Arabidopsis MCM5 and MCM7 proteins are nuclear in G1, S, and G2/M cells. A, Nuclei were isolated from formaldehyde-cross-linked Arabidopsis suspension cells and sorted into G1, S, and G2/M populations based on DNA content by FACS. B, After cross-link reversal, proteins from 200,000 nuclei in G1 (lane 1), S (lane 2), and G2/M (lane 3) phases of the cell cycle were resolved by SDS-PAGE, and the blots were probed with anti-MCM5 (top) and anti-MCM7 (bottom) antibodies. C, Cytoplasmic contamination did not account for the presence of MCM5 and MCM7 in G2/M phase nuclei. Proteins from FACS-sorted G1 (lane 2) and G2/M (lane 4) nuclei and from whole cell extract (WCE; lanes 1 and 3) were resolved by SDS-PAGE. Blots were probed with anti-MCM5 (top) and anti-UGPase (bottom) antibodies.

Figure 5.

Chromatin binding of DNA replication initiation proteins in asynchronous Arabidopsis cultured cells. A, Scheme of the biochemical fractionation methods. B, An asynchronous culture of Arabidopsis cells was subjected to the fractionation described in A. Proteins (50 μg) from the whole cell extract (WCE) and volume equivalents from the non-chromatin-associated (S1) and chromatin-bound (P1) fractions were resolved by SDS-PAGE, and the blots were probed with the indicated antibodies. C, The purified chromatin fraction (P1) was incubated with or without 1 unit of DNase I for 30 min at 25°C and fractionated as in A. Volume equivalents from the soluble (S2) and pellet (P2) fractions were resolved by SDS-PAGE, and blots were probed with the indicated antibodies.
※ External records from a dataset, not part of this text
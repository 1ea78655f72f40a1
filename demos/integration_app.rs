//! Reference application: one route per dispatch feature.
//!
//! Run with:
//!   RUST_LOG=info cargo run --example integration_app [app.toml]
//!
//! `app.toml` is optional:
//!
//! ```toml
//! counter_limit = 50
//!
//! [server]
//! bind = "127.0.0.1:18989"
//! ```
//!
//! Try:
//!   curl -X POST localhost:18989/echo -d '{"hello":"world"}'
//!   curl -X VOROJBA localhost:18989/methods
//!   curl -X POST localhost:18989/counter_protected/echo -H 'x-add-value: 30' -d hi
//!   curl -X POST localhost:18989/combined/echo -H 'x-must-be-unset: 1' -i
//!   curl localhost:18989/mirror -H 'authorization: Bearer demo-token'

use std::path::Path;
use std::time::{Duration, SystemTime, UNIX_EPOCH};

use http::{HeaderMap, HeaderName, HeaderValue, StatusCode};
use serde::de::IgnoredAny;
use serde::Deserialize;
use serde_json::{json, Value};
use switchyard::middleware::{
    self, CounterLimit, HeaderGuard, Identity, RequireAuth, SetResponseHeaders, StaticTokens, Trace,
};
use switchyard::{
    ContentType, Group, IntoResponse, Json, Middleware, Next, Request, Response, Router, Server,
    ServerConfig, Stack,
};

pub const UNSET: HeaderName = HeaderName::from_static("x-must-be-unset");
pub const WAS_SET: HeaderName = HeaderName::from_static("x-was-set");
pub const DEMO_TOKEN: &str = "Bearer demo-token";

#[derive(Debug, Deserialize)]
pub struct AppConfig {
    #[serde(default)]
    pub server: ServerConfig,
    #[serde(default = "default_counter_limit")]
    pub counter_limit: u64,
}

fn default_counter_limit() -> u64 {
    50
}

impl Default for AppConfig {
    fn default() -> Self {
        Self { server: ServerConfig::default(), counter_limit: default_counter_limit() }
    }
}

impl AppConfig {
    pub fn load(path: impl AsRef<Path>) -> Result<Self, switchyard::Error> {
        let contents = std::fs::read_to_string(path)?;
        Ok(toml::from_str(&contents)?)
    }
}

fn main() -> Result<(), switchyard::Error> {
    use tracing_subscriber::{layer::SubscriberExt, util::SubscriberInitExt};

    tracing_subscriber::registry()
        .with(
            tracing_subscriber::EnvFilter::try_from_default_env()
                .unwrap_or_else(|_| "switchyard=info,integration_app=info".into()),
        )
        .with(tracing_subscriber::fmt::layer())
        .init();

    let config = match std::env::args().nth(1) {
        Some(path) => AppConfig::load(path)?,
        None => AppConfig::default(),
    };
    tracing::info!(counter_limit = config.counter_limit, "starting reference app");

    Server::from_config(&config.server).run(app(config.counter_limit))
}

pub fn app(counter_limit: u64) -> Router {
    Router::new()
        .layer(Trace)
        .get("/echo", echo)
        .post("/echo", echo)
        .post("/json", json_echo)
        .post("/long-running", long_running)
        .get("/path/{id}/content/{another_field}/{final_field}", path_fields)
        .group(extend_group())
        .group(
            Group::new("/counter_protected")
                .layer(CounterLimit::new(counter_limit))
                .post("/echo", echo)
                .post("/json", json_echo),
        )
        .group(
            Group::new("/just_second")
                .layer(HeaderGuard::strict(UNSET))
                .layer(hop())
                .post("/echo", counted),
        )
        // The same four middleware twice: once as nested named groups, once
        // as a flat list. Both must answer identically.
        .group(
            Group::new("/combined")
                .stack(Stack::named("first").layer(HeaderGuard::report(UNSET, WAS_SET)).layer(hop()))
                .group(
                    Group::new("")
                        .stack(Stack::named("second").layer(HeaderGuard::strict(UNSET)).layer(hop()))
                        .post("/echo", counted),
                ),
        )
        .group(
            Group::new("/flat_combined")
                .layer(HeaderGuard::report(UNSET, WAS_SET))
                .layer(hop())
                .layer(HeaderGuard::strict(UNSET))
                .layer(hop())
                .post("/echo", counted),
        )
        .get("/methods", |req: Request| async move { endpoint(&req, "get_endpoint") })
        .post("/methods", |req: Request| async move { endpoint(&req, "post_endpoint") })
        .route("VOROJBA", "/methods", |req: Request| async move {
            endpoint(&req, "extension_first_endpoint")
        })
        .route("ONE_HELL_LONG_VOROJBA_EXTENSION", "/methods", |req: Request| async move {
            endpoint(&req, "extension_second_endpoint")
        })
        .group(
            Group::new("")
                .layer(RequireAuth::new(StaticTokens::new().insert(DEMO_TOKEN, "demo")))
                .get("/mirror", mirror),
        )
}

// ── Handlers ──────────────────────────────────────────────────────────────────

/// Returns the body byte for byte, labelled as JSON when it parses as JSON.
async fn echo(req: Request) -> Response {
    if req.body().is_empty() {
        return Response::empty();
    }
    let content_type = match req.json::<IgnoredAny>() {
        Ok(_) => ContentType::Json,
        Err(_) => ContentType::OctetStream,
    };
    Response::builder().bytes(content_type, req.body().clone())
}

async fn json_echo(req: Request) -> impl IntoResponse {
    req.json::<Value>().map(Json)
}

async fn long_running(req: Request) -> Json<Value> {
    let handle_start = epoch_ms();
    tokio::time::sleep(Duration::from_millis(1000)).await;
    let handle_end = epoch_ms();
    let request = req.json::<Value>().unwrap_or(Value::Null);
    Json(json!({ "request": request, "handle_start": handle_start, "handle_end": handle_end }))
}

async fn path_fields(req: Request) -> Json<Value> {
    Json(json!({
        "id": req.param("id"),
        "another_field": req.param("another_field"),
        "final_field": req.param("final_field"),
    }))
}

async fn counted(mut req: Request) -> Json<Value> {
    Json(json!({ "counter": bump(&mut req) }))
}

/// Reports the method token exactly as it arrived.
fn endpoint(req: &Request, name: &str) -> Json<Value> {
    Json(json!({ "method": req.method().as_str(), "endpoint": name }))
}

async fn mirror(req: Request) -> Json<Value> {
    let user = req.extensions().get::<Identity>().map(|id| id.subject.clone());
    Json(json!({ "user": user, "method": req.method().as_str(), "path": req.path() }))
}

fn epoch_ms() -> u64 {
    SystemTime::now().duration_since(UNIX_EPOCH).map_or(0, |d| d.as_millis() as u64)
}

// ── /extend ───────────────────────────────────────────────────────────────────

fn header_map(names: &[&'static str], value: &'static str) -> HeaderMap {
    names
        .iter()
        .map(|&name| (HeaderName::from_static(name), HeaderValue::from_static(value)))
        .collect()
}

/// Handler writes 1-4 and 6; the override layer wins on 3-5; the default
/// layer only fills names nobody set, which leaves it nothing to do.
fn extend_group() -> Group {
    Group::new("")
        .layer(SetResponseHeaders::if_not_present(header_map(&["x-header-1", "x-header-6"], "default")))
        .layer(SetResponseHeaders::overriding(header_map(
            &["x-header-3", "x-header-4", "x-header-5"],
            "override",
        )))
        .post("/extend", extend)
}

async fn extend(req: Request) -> impl IntoResponse {
    let headers = header_map(&["x-header-1", "x-header-2", "x-header-3", "x-header-4", "x-header-6"], "handler");
    let body = Response::builder().bytes(ContentType::OctetStream, req.body().clone());
    (StatusCode::CREATED, headers, body)
}

// ── Per-request hop counter ───────────────────────────────────────────────────

/// How many counting layers (and the handler) this request has passed.
/// Lives in the request extensions, so it starts at zero for every request.
#[derive(Clone, Copy, Default)]
struct Hops(u64);

fn bump(req: &mut Request) -> u64 {
    let hops = req.extensions_mut().get_or_insert_default::<Hops>();
    hops.0 += 1;
    hops.0
}

fn hop() -> impl Middleware {
    middleware::from_fn(|mut req: Request, next: Next| {
        bump(&mut req);
        next.run(req)
    })
}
D, DNA was extracted from samples processed as in C, resolved on a 1% agarose gel, and visualized with ethidium bromide staining. E, The purified chromatin fraction (P1) was treated with the indicated concentrations of NaCl for 10 min at 4°C and fractionated as in A. Volume equivalents from the soluble (S2) and pellet (P2) fractions were resolved by SDS-PAGE, and blots were probed with the indicated antibodies.